TASK GOAL: Set down exactly the lines from the one containing "pub mod package;" through the last line of the records below, both included, and nothing else.

--- START ---

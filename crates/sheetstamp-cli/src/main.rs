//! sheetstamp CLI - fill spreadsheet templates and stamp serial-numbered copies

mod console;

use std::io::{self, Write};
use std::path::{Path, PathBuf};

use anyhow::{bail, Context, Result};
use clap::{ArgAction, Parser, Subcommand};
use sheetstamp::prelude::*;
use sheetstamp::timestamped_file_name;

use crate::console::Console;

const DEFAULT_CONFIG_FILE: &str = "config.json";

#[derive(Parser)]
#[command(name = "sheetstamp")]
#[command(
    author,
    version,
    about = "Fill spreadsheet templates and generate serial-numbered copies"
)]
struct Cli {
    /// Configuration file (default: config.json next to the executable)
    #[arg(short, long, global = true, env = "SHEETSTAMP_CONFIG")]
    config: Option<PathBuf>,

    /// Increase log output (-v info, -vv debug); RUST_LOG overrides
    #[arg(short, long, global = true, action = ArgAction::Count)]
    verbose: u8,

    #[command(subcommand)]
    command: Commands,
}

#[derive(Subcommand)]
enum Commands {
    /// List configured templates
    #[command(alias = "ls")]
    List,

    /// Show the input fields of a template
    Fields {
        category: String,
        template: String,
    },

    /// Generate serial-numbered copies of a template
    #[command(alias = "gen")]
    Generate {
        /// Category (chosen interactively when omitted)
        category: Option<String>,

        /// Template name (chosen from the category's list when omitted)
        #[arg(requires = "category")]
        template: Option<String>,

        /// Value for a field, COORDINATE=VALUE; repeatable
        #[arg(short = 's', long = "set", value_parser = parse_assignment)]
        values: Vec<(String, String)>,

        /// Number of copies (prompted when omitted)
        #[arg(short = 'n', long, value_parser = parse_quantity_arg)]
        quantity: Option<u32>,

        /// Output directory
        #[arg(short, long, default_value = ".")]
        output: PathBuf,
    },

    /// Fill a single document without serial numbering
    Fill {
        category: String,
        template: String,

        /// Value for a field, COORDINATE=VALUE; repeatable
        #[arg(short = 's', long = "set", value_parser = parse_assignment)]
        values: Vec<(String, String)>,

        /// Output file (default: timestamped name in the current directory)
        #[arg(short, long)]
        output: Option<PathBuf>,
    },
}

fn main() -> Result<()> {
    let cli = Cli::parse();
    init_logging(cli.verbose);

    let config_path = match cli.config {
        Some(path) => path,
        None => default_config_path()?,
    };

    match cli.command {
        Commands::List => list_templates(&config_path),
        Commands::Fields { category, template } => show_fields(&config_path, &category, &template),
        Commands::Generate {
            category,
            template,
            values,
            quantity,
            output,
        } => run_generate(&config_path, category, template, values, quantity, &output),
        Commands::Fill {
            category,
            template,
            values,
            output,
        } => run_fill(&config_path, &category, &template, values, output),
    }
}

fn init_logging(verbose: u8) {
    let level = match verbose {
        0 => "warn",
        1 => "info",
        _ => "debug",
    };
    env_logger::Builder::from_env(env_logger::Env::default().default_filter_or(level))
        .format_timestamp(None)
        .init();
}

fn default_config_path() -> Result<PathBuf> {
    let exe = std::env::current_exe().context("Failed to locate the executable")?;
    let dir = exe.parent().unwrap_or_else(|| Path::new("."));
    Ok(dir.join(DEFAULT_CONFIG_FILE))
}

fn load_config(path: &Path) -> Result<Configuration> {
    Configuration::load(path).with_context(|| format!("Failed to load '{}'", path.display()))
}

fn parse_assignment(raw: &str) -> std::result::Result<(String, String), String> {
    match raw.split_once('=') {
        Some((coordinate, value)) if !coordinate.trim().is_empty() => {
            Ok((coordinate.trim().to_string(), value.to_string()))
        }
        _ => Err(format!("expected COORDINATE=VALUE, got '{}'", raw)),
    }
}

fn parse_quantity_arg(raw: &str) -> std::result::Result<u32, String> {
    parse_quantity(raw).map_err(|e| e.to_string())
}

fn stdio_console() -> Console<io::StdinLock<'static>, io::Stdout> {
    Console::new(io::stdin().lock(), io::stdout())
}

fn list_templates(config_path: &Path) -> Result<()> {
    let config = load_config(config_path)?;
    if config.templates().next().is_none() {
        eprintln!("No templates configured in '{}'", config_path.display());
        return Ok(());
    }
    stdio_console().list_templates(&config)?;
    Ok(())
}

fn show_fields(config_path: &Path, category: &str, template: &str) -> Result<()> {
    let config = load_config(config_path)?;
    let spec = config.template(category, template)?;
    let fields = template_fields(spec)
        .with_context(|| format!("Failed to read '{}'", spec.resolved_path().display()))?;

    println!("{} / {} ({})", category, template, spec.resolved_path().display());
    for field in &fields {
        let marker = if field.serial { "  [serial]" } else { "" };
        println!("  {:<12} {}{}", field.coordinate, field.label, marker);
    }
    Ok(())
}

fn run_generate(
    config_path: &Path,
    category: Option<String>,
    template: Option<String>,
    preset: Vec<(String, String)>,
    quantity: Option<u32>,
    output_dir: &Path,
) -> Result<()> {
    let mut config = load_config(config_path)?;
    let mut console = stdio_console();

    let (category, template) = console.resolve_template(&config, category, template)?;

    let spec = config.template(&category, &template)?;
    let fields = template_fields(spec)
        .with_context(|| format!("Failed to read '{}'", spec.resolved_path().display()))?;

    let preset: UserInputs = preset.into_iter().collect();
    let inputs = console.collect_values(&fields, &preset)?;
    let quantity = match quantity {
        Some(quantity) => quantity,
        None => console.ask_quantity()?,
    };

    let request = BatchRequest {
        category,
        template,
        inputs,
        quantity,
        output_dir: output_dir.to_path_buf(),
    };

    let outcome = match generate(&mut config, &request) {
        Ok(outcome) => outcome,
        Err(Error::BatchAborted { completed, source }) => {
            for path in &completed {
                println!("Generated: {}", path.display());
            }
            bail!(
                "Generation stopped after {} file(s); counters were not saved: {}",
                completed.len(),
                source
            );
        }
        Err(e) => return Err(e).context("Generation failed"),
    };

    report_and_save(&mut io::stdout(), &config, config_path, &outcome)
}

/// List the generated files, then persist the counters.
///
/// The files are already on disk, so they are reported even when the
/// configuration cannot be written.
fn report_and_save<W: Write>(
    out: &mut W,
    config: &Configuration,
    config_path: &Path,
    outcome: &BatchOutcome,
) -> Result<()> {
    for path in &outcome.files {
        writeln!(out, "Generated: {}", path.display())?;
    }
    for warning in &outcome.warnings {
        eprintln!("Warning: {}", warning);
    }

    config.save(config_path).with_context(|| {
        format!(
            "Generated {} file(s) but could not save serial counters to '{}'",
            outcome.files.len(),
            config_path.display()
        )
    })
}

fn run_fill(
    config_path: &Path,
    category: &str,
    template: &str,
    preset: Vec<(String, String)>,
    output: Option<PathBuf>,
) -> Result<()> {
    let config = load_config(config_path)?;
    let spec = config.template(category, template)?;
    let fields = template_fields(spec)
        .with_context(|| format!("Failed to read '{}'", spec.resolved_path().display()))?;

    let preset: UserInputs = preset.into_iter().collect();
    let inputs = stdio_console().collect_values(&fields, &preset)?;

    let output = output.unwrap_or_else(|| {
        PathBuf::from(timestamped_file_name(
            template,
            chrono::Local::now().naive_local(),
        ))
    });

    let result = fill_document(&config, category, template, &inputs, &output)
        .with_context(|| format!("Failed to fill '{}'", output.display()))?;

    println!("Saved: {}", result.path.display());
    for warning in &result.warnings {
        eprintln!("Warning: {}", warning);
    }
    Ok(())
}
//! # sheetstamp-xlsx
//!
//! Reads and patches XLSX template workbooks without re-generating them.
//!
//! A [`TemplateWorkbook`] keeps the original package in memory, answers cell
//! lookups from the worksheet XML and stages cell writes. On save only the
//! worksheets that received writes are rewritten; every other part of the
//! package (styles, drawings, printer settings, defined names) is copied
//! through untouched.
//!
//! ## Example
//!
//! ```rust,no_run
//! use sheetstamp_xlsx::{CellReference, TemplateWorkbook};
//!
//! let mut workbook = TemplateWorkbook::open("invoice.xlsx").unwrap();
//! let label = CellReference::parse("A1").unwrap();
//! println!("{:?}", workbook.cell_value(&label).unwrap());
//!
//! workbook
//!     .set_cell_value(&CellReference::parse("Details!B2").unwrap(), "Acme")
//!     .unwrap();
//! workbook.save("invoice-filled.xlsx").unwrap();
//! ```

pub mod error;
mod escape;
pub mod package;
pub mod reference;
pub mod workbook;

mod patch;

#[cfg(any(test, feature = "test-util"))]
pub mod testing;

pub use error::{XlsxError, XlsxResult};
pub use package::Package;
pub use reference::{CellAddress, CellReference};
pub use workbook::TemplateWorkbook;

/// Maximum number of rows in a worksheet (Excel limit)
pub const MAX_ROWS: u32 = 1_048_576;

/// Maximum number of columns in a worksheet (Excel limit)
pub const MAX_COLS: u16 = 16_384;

--- END ---

RESULT FOR THIS EXERCISE:
pub mod package;
pub mod reference;
pub mod workbook;

mod patch;

#[cfg(any(test, feature = "test-util"))]
pub mod testing;

pub use error::{XlsxError, XlsxResult};
pub use package::Package;
pub use reference::{CellAddress, CellReference};
pub use workbook::TemplateWorkbook;

/// Maximum number of rows in a worksheet (Excel limit)
pub const MAX_ROWS: u32 = 1_048_576;

/// Maximum number of columns in a worksheet (Excel limit)
pub const MAX_COLS: u16 = 16_384;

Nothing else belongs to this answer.